WHAT YOU SHOULD DO:
Copy every line below that has the word "NaiveDateTime" in it.

MATERIAL FOR THE TASK:
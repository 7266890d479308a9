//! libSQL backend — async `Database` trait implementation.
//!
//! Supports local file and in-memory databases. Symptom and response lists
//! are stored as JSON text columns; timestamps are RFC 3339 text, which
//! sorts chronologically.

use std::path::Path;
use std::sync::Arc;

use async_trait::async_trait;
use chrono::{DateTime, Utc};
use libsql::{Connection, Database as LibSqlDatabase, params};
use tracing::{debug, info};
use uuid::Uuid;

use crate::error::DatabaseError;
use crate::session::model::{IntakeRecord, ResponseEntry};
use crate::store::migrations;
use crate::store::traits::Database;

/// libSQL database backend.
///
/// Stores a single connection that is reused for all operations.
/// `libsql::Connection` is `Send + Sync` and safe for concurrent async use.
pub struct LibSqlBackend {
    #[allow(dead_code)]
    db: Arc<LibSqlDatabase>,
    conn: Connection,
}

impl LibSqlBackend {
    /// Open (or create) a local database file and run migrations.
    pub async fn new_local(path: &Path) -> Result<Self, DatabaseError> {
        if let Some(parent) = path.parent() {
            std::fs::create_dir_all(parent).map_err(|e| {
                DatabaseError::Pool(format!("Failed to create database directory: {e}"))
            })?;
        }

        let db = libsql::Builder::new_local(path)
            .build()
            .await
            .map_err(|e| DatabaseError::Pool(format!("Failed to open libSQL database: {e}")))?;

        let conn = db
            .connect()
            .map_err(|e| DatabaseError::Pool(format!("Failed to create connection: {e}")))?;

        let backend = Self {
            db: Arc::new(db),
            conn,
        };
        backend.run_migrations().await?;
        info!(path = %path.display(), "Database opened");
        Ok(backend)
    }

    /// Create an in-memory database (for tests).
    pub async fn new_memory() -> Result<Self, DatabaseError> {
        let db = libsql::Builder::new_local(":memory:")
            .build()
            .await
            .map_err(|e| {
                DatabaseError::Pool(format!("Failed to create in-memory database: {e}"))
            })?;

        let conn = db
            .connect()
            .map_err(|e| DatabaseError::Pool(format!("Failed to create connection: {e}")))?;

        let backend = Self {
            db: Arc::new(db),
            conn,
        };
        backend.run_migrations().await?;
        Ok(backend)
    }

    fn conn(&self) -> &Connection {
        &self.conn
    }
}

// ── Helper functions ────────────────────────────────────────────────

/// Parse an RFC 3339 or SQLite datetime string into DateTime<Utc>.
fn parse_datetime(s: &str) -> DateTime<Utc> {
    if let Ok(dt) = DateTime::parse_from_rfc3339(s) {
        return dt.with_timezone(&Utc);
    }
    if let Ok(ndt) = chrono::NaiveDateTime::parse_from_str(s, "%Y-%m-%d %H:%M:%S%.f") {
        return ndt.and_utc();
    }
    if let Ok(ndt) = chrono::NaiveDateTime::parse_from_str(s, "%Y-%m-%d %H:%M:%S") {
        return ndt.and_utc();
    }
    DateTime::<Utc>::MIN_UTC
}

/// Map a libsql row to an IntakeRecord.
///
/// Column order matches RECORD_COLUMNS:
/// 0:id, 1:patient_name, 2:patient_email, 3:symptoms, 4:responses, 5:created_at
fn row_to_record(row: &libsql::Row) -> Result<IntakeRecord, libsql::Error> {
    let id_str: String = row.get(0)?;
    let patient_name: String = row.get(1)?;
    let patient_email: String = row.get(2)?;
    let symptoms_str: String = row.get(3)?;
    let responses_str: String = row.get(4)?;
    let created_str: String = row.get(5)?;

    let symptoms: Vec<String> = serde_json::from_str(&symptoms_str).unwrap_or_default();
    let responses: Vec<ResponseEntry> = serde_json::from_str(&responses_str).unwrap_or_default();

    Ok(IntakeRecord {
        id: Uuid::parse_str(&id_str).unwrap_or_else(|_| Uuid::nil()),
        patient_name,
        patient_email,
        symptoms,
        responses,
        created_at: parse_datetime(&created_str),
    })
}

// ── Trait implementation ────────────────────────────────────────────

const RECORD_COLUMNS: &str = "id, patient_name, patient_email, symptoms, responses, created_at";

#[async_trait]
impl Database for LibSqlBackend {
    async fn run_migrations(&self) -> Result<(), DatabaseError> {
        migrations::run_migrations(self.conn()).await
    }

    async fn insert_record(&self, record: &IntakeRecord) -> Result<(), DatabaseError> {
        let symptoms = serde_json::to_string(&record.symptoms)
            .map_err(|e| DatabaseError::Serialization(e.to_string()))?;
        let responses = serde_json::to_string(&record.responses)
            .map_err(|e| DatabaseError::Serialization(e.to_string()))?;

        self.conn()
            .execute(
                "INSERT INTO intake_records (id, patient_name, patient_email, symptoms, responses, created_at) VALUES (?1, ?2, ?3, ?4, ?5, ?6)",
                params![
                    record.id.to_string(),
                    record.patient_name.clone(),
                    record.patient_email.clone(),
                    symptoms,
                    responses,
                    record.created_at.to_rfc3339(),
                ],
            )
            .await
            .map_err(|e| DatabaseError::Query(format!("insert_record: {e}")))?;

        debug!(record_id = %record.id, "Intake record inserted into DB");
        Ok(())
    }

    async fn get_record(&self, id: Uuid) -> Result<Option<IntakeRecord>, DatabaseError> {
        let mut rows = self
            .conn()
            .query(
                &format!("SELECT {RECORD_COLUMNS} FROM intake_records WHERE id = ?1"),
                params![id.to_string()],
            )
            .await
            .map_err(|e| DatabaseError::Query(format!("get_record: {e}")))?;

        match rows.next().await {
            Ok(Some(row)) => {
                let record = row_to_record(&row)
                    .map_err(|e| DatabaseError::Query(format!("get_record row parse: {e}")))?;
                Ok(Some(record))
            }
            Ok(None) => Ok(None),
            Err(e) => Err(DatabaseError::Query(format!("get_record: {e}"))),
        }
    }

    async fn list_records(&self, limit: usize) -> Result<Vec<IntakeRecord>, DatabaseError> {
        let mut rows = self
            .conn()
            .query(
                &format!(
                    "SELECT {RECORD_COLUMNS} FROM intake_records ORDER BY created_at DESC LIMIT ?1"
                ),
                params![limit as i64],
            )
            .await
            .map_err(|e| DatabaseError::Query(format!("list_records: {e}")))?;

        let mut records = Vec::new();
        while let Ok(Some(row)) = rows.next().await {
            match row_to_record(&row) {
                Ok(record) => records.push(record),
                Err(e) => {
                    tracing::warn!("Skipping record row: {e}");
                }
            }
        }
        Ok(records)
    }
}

ANSWER TO THE PROBLEM:
    if let Ok(ndt) = chrono::NaiveDateTime::parse_from_str(s, "%Y-%m-%d %H:%M:%S%.f") {
    if let Ok(ndt) = chrono::NaiveDateTime::parse_from_str(s, "%Y-%m-%d %H:%M:%S") {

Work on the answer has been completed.